Rozdział 62

Zrozumienie Mojej woli nie dokonuje się wyłącznie po to, byś mógł wiedzieć, lecz także po to, byś mógł postępować zgodnie z Moim zamiarem. Ludzie nie rozumieją Mojego serca. Kiedy mówię, że to jest wschód, muszą iść się zastanowić, rozmyślając: „Czy to naprawdę wschód? A może nie. Niełatwo mi w to uwierzyć. Muszę sam się przekonać”. Z wami, ludźmi, tak trudno jest mieć do czynienia; nie wiecie, czym jest prawdziwe posłuszeństwo. Poznawszy Mój zamiar, idź i wypełnij go bez wahania – nie ma potrzeby nad tym się zastanawiać! Zawsze odnosisz się do tego, co mówię, z odrobiną rezerwy i pojmujesz to w sposób niedorzeczny, jakże więc możesz osiągnąć dogłębne zrozumienie? Nigdy nie dążysz do tego, by wejść w Moje słowa. Jak powiedziałem wcześniej, tym, czego pragnę, jest kilkoro wybranych, a nie bardzo wielu ludzi. Ci, którzy nie przywiązują wagi do wejścia w Moje słowa, nie zasługują na to, by być dobrymi żołnierzami Chrystusa, lecz zamiast tego postępują jak pachołki szatana i są przeszkodą dla Mego dzieła. Nie myślcie, że to błahostka. Ktokolwiek jest przeszkodą dla mego dzieła, narusza Moje administracyjne wyroki, a Ja z pewnością surowo go ukarzę. To znaczy, że od tej pory, jeśli na pewien czas odwrócisz się ode Mnie, spotka cię Mój sąd. Jeśli nie wierzysz Moim słowom, w takim razie spróbuj przekonać się sam, w jakim jesteś stanie, kiedy żyjesz w blasku Mego oblicza, a w jakim, gdy Mnie opuszczasz.

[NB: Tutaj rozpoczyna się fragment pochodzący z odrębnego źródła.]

#![deny(missing_docs)]
//! mdvtree renderer: turns a semantic tree into an output tree.
//!
//! Each element is classified into category labels (tag name first, most
//! specific last) and render props while list, table and namespace context
//! is threaded down the recursion. Callers hook in through two registries
//! keyed by label: custom attributes/event bindings, and render overrides
//! that replace a node's default output.

/// Raw property to attribute mapping.
pub mod attributes;
/// Recursive tree builder.
pub mod builder;
/// Element classification.
pub mod classify;
/// Render context.
pub mod context;
/// Registry lookups.
pub mod dispatch;
/// Output tree and HTML serialization.
pub mod output;
/// Extension registries.
pub mod registry;

pub use builder::Renderer;
pub use classify::{Classification, LANGUAGE_PREFIX, Labels, RenderProps, SLOT_NAME_PROPERTY, classify};
pub use context::{RenderContext, TableSection};
pub use output::{Attributes, ComponentNode, ElementNode, Listeners, OutputNode, to_html};
pub use registry::{
    Bindings, CustomAttrs, CustomAttrsRegistry, Override, OverrideProps, OverrideRegistry,
    RegistryConfig,
};
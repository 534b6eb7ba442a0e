//! Node classification: category labels, render props, and derived contexts.

use crate::context::{RenderContext, TableSection};
use crate::output::Attributes;
use mdvtree_core::{Element, PropertyValue, Space};

/// Class prefix marking a code block's language.
pub const LANGUAGE_PREFIX: &str = "language-";

/// Raw property whose string value becomes an extra label on `slot` elements.
pub const SLOT_NAME_PROPERTY: &str = "slot-name";

/// Category labels of one element, least specific first.
///
/// The first label is always the tag name. Labels are only ever appended,
/// so the last one is the most specific; lookups scan from the end.
#[derive(Debug, Clone, PartialEq, Eq)]
pub struct Labels(Vec<String>);

impl Labels {
    /// Starts a label list with the bare tag name.
    pub fn new(tag_name: &str) -> Self {
        Self(vec![tag_name.to_string()])
    }

    /// Appends a more specific label.
    pub fn push(&mut self, label: impl Into<String>) {
        self.0.push(label.into());
    }

    /// Labels in resolution order: most specific first.
    pub fn most_specific_first(&self) -> impl Iterator<Item = &str> {
        self.0.iter().rev().map(String::as_str)
    }

    /// The most specific label.
    pub fn last(&self) -> &str {
        // Never empty: constructed with the tag name.
        self.0.last().map(String::as_str).unwrap_or_default()
    }

    /// Labels as a slice, least specific first.
    pub fn as_slice(&self) -> &[String] {
        &self.0
    }
}

/// Properties derived by classification, kept apart from raw attributes.
#[derive(Debug, Clone, Default, PartialEq, Eq)]
pub struct RenderProps {
    /// Heading level (1-6).
    pub level: Option<u8>,
    /// Code language without the class prefix, empty when unknown.
    pub language: Option<String>,
    /// The full language class entry, empty when unknown.
    pub language_original: Option<String>,
    /// Whether a `code` element is inline (not directly inside `pre`).
    pub inline: Option<bool>,
    /// Literal text of a `code` element's first child.
    pub content: Option<String>,
    /// Whether the enclosing (or own, for `ul`/`ol`) list is ordered.
    pub ordered: Option<bool>,
    /// List nesting depth.
    pub depth: Option<i32>,
    /// Position of a list item among its siblings.
    pub index: Option<i32>,
    /// Whether a table row or cell sits inside `thead`.
    pub is_head: Option<bool>,
}

impl RenderProps {
    /// Flattens the props into an attribute-shaped map with camelCase keys.
    pub fn to_map(&self) -> Attributes {
        let mut map = Attributes::new();
        let mut put = |key: &str, value: Option<PropertyValue>| {
            if let Some(value) = value {
                map.insert(key.to_string(), value);
            }
        };
        put("level", self.level.map(|v| PropertyValue::Int(v.into())));
        put("language", self.language.clone().map(PropertyValue::Str));
        put(
            "languageOriginal",
            self.language_original.clone().map(PropertyValue::Str),
        );
        put("inline", self.inline.map(PropertyValue::Bool));
        put("content", self.content.clone().map(PropertyValue::Str));
        put("ordered", self.ordered.map(PropertyValue::Bool));
        put("depth", self.depth.map(|v| PropertyValue::Int(v.into())));
        put("index", self.index.map(|v| PropertyValue::Int(v.into())));
        put("isHead", self.is_head.map(PropertyValue::Bool));
        map
    }
}

/// Result of classifying one element.
#[derive(Debug, Clone, PartialEq)]
pub struct Classification<'a> {
    /// Category labels, least specific first.
    pub labels: Labels,
    /// Derived render props.
    pub props: RenderProps,
    /// Context for the element's children.
    pub child_context: RenderContext,
    /// Context for the element's next sibling.
    pub sibling_context: RenderContext,
    /// Attribute namespace for the element's own properties.
    pub space: Space,
    /// Raw property consumed by classification, excluded from attributes.
    pub consumed: Option<&'a str>,
}

/// Classifies `node` given its parent's tag (`None` at the root) and the current context.
pub fn classify<'a>(
    node: &'a Element,
    parent_tag: Option<&str>,
    context: &RenderContext,
) -> Classification<'a> {
    let tag = node.tag_name.as_str();
    let mut class = Classification {
        labels: Labels::new(tag),
        props: RenderProps::default(),
        child_context: *context,
        sibling_context: *context,
        space: context.space,
        consumed: None,
    };

    match tag {
        "h1" | "h2" | "h3" | "h4" | "h5" | "h6" => {
            class.props.level = tag[1..].parse().ok();
            class.labels.push("heading");
        }
        "code" => {
            let language_original = language_class(node).unwrap_or_default();
            let language = language_original
                .strip_prefix(LANGUAGE_PREFIX)
                .unwrap_or_default()
                .to_string();
            let inline = parent_tag != Some("pre");

            class.props.language = Some(language);
            class.props.language_original = Some(language_original);
            class.props.inline = Some(inline);
            class.props.content = node.first_text().map(str::to_string);
            class
                .labels
                .push(if inline { "inline-code" } else { "block-code" });
        }
        "thead" => {
            class.child_context = context.enter_table_section(TableSection::Head);
        }
        "tbody" => {
            class.child_context = context.enter_table_section(TableSection::Body);
        }
        "td" | "th" | "tr" => {
            class.props.is_head = Some(context.table_section == TableSection::Head);
        }
        "ul" | "ol" => {
            let child = context.enter_list(tag == "ol");
            class.props.ordered = Some(child.list_ordered);
            class.props.depth = Some(child.list_depth);
            class.child_context = child;
            class.labels.push("list");
        }
        "li" => {
            if !context.in_list() {
                log::debug!("list item outside of any list, using root list defaults");
            }
            let index = context.list_item_index + 1;
            class.props.ordered = Some(context.list_ordered);
            class.props.depth = Some(context.list_depth);
            class.props.index = Some(index);
            class.child_context = context.with_item_index(index);
            class.sibling_context = context.with_item_index(index);
            class.labels.push("list-item");
        }
        "slot" => {
            if let Some((key, name)) = node
                .properties
                .get_key_value(SLOT_NAME_PROPERTY)
                .and_then(|(key, value)| Some((key, value.as_str()?)))
            {
                class.labels.push(name);
                class.consumed = Some(key.as_str());
            }
        }
        "svg" => {
            class.space = Space::Svg;
            class.child_context = context.enter_space(Space::Svg);
        }
        _ => {}
    }

    class
}

/// Finds the first `language-*` entry of the element's class list.
///
/// Accepts both the attribute name (`class`) and the hast name (`className`).
fn language_class(node: &Element) -> Option<String> {
    let value = node
        .property("class")
        .or_else(|| node.property("className"))?;

    let Some(classes) = value.as_list() else {
        log::debug!(
            "ignoring non-list class on <{}>: {:?}",
            node.tag_name,
            value
        );
        return None;
    };

    classes
        .iter()
        .find(|c| c.starts_with(LANGUAGE_PREFIX))
        .cloned()
}

#[cfg(test)]
mod tests {
    use super::*;
    use mdvtree_core::SemanticNode;

    fn code(classes: &[&str]) -> Element {
        Element::new("code")
            .with_property("class", classes)
            .with_child(SemanticNode::text("let x = 1;"))
    }

    #[test]
    fn tag_name_is_always_the_first_label() {
        for tag in ["p", "h2", "code", "ul", "li", "td", "slot", "custom-tag"] {
            let node = Element::new(tag);
            let class = classify(&node, None, &RenderContext::root());
            assert_eq!(class.labels.as_slice()[0], tag);
        }
    }

    #[test]
    fn headings_get_level_and_label() {
        let node = Element::new("h4");
        let class = classify(&node, None, &RenderContext::root());
        assert_eq!(class.props.level, Some(4));
        assert_eq!(class.labels.as_slice(), ["h4", "heading"]);
    }

    #[test]
    fn block_code_under_pre() {
        let node = code(&["foo", "language-ts"]);
        let class = classify(&node, Some("pre"), &RenderContext::root());
        assert_eq!(class.props.language.as_deref(), Some("ts"));
        assert_eq!(class.props.language_original.as_deref(), Some("language-ts"));
        assert_eq!(class.props.inline, Some(false));
        assert_eq!(class.props.content.as_deref(), Some("let x = 1;"));
        assert_eq!(class.labels.last(), "block-code");
    }

    #[test]
    fn inline_code_elsewhere() {
        let node = code(&["foo", "language-ts"]);
        let class = classify(&node, Some("span"), &RenderContext::root());
        assert_eq!(class.props.inline, Some(true));
        assert_eq!(class.props.language.as_deref(), Some("ts"));
        assert_eq!(class.labels.as_slice(), ["code", "inline-code"]);

        let at_root = classify(&node, None, &RenderContext::root());
        assert_eq!(at_root.props.inline, Some(true));
    }

    #[test]
    fn malformed_class_yields_empty_language() {
        let node = Element::new("code").with_property("class", "language-ts");
        let class = classify(&node, Some("pre"), &RenderContext::root());
        assert_eq!(class.props.language.as_deref(), Some(""));
        assert_eq!(class.props.content, None);
    }

    #[test]
    fn hast_class_name_is_recognized() {
        let node = Element::new("code").with_property("className", &["language-rust"][..]);
        let class = classify(&node, Some("pre"), &RenderContext::root());
        assert_eq!(class.props.language.as_deref(), Some("rust"));
    }

    #[test]
    fn lists_derive_child_context() {
        let ol = Element::new("ol");
        let class = classify(&ol, None, &RenderContext::root());
        assert_eq!(class.child_context.list_depth, 0);
        assert!(class.child_context.list_ordered);
        assert_eq!(class.child_context.list_item_index, -1);
        assert_eq!(class.props.ordered, Some(true));
        assert_eq!(class.props.depth, Some(0));
        assert_eq!(class.labels.last(), "list");

        let li = Element::new("li");
        let item = classify(&li, Some("ol"), &class.child_context);
        let ul = Element::new("ul");
        let nested = classify(&ul, Some("li"), &item.child_context);
        assert_eq!(nested.child_context.list_depth, 1);
        assert!(!nested.child_context.list_ordered);
    }

    #[test]
    fn list_items_advance_the_sibling_counter() {
        let list = RenderContext::root().enter_list(true);
        let li = Element::new("li");
        let first = classify(&li, Some("ol"), &list);
        let second = classify(&li, Some("ol"), &first.sibling_context);
        assert_eq!(first.props.index, Some(0));
        assert_eq!(second.props.index, Some(1));
        assert_eq!(second.props.ordered, Some(true));
        assert_eq!(second.props.depth, Some(0));
        assert_eq!(second.labels.as_slice(), ["li", "list-item"]);
    }

    #[test]
    fn table_cells_read_the_enclosing_section() {
        let root = RenderContext::root();
        let thead_el = Element::new("thead");
        let tbody_el = Element::new("tbody");
        let thead = classify(&thead_el, Some("table"), &root);
        let tbody = classify(&tbody_el, Some("table"), &root);
        assert_eq!(thead.labels.as_slice(), ["thead"]);

        let th_el = Element::new("th");
        let td_el = Element::new("td");
        let loose_el = Element::new("td");
        let th = classify(&th_el, Some("tr"), &thead.child_context);
        let td = classify(&td_el, Some("tr"), &tbody.child_context);
        let loose = classify(&loose_el, Some("tr"), &root);
        assert_eq!(th.props.is_head, Some(true));
        assert_eq!(td.props.is_head, Some(false));
        assert_eq!(loose.props.is_head, Some(false));
        // A section element does not flag itself.
        assert_eq!(thead.props.is_head, None);
    }

    #[test]
    fn slot_name_becomes_a_label() {
        let node = Element::new("slot").with_property(SLOT_NAME_PROPERTY, "footer");
        let class = classify(&node, None, &RenderContext::root());
        assert_eq!(class.labels.as_slice(), ["slot", "footer"]);
        assert_eq!(class.consumed, Some(SLOT_NAME_PROPERTY));
    }

    #[test]
    fn non_string_slot_name_is_ignored() {
        let node = Element::new("slot").with_property(SLOT_NAME_PROPERTY, true);
        let class = classify(&node, None, &RenderContext::root());
        assert_eq!(class.labels.as_slice(), ["slot"]);
        assert_eq!(class.consumed, None);
    }

    #[test]
    fn svg_switches_itself_and_descendants_to_svg_space() {
        let root = RenderContext::root();
        let svg_el = Element::new("svg");
        let svg = classify(&svg_el, Some("p"), &root);
        assert_eq!(svg.space, Space::Svg);
        assert_eq!(svg.child_context.space, Space::Svg);
        assert_eq!(svg.sibling_context.space, Space::Html);

        let path_el = Element::new("path");
        let path = classify(&path_el, Some("svg"), &svg.child_context);
        assert_eq!(path.space, Space::Svg);
        assert_eq!(path.child_context.space, Space::Svg);
    }

    #[test]
    fn render_props_flatten_with_camel_case_keys() {
        let props = RenderProps {
            is_head: Some(true),
            language_original: Some("language-ts".to_string()),
            ..Default::default()
        };
        let map = props.to_map();
        assert_eq!(map.get("isHead"), Some(&PropertyValue::Bool(true)));
        assert_eq!(
            map.get("languageOriginal"),
            Some(&PropertyValue::from("language-ts"))
        );
        assert_eq!(map.len(), 2);
    }
}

Nie boję się tego, że nie żyjesz w duchu. Moje dzieło trwało i trwa aż do chwili obecnej, cóż więc możesz uczynić? Działam stopniowo, nie musisz się lękać. Dokonam Mego dzieła Sam. Kiedy coś czynię, wszyscy ludzie są do tego całkowicie przekonani, w przeciwnym razie rozprawię się z nimi, karcąc ich surowo. Dotyczy to przede wszystkim Moich administracyjnych wyroków. Można zauważyć, że Moje administracyjne wyroki już zaczęły być rozpowszechniane oraz stosowane i nie będą dłużej ukryte. Musisz to widzieć wyraźnie! A zatem wszystkie względy dotyczą Moich administracyjnych wyroków i ten, kto je łamie, musi ponieść porażkę. To z pewnością nie jest błaha sprawa. Czy naprawdę rozumiecie to dogłębnie? Czy jasno pojmujecie tę kwestię? Daję początek społeczności: Moje ręce kierują wszystkimi ludami oraz wszystkimi narodami świata i bez względu na wyznanie wszystkie muszą zmierzać do Mego tronu. Oczywiście, ci, którzy są osądzeni, zostaną wrzuceni do studni bez dna (są przeznaczeni na zatracenie, będą do cna spaleni i nic z nich nie zostanie), a ci, którzy przyjmą Moje imię, po osądzeniu staną się ludem Mego królestwa (będą się nim cieszyć jedynie przez 1000 lat). Ci z was będą wraz ze Mną panować przez całą wieczność, a ponieważ wcześniej cierpieliście dla Mnie, Ja zastąpię wasze cierpienia błogosławieństwami i będę was nieustannie obdarowywać; jedynie ci z Mego ludu pozostaną, służąc Chrystusowi. Radowanie się nie oznacza tylko radowania się, lecz raczej to, że ci ludzie są wolni od doznawania klęsk. Właśnie dlatego wymagam od was teraz tak wiele i pod każdym względem dotyczy to ukrytego znaczenia Moich administracyjnych wyroków. Gdybyście nie przyjęli Mojej nauki, nie miałbym wówczas sposobu, by dać wam to, co macie odziedziczyć. Choć rzeczy tak się mają, nadal boicie się cierpieć, lękacie się zadanych waszym duszom ran, zawsze myśląc o ciele, ciągle czyniąc własne przygotowania i snując własne plany. Czyż nie poczyniłem odpowiednich dla was przygotowań? Dlaczego więc ciągle czynisz jesz własne przygotowania? Oczerniasz Mnie! Czyż nie jest tak? Ja planuję coś dla ciebie, lecz ty całkowicie to odrzucasz i robisz swoje własne plany.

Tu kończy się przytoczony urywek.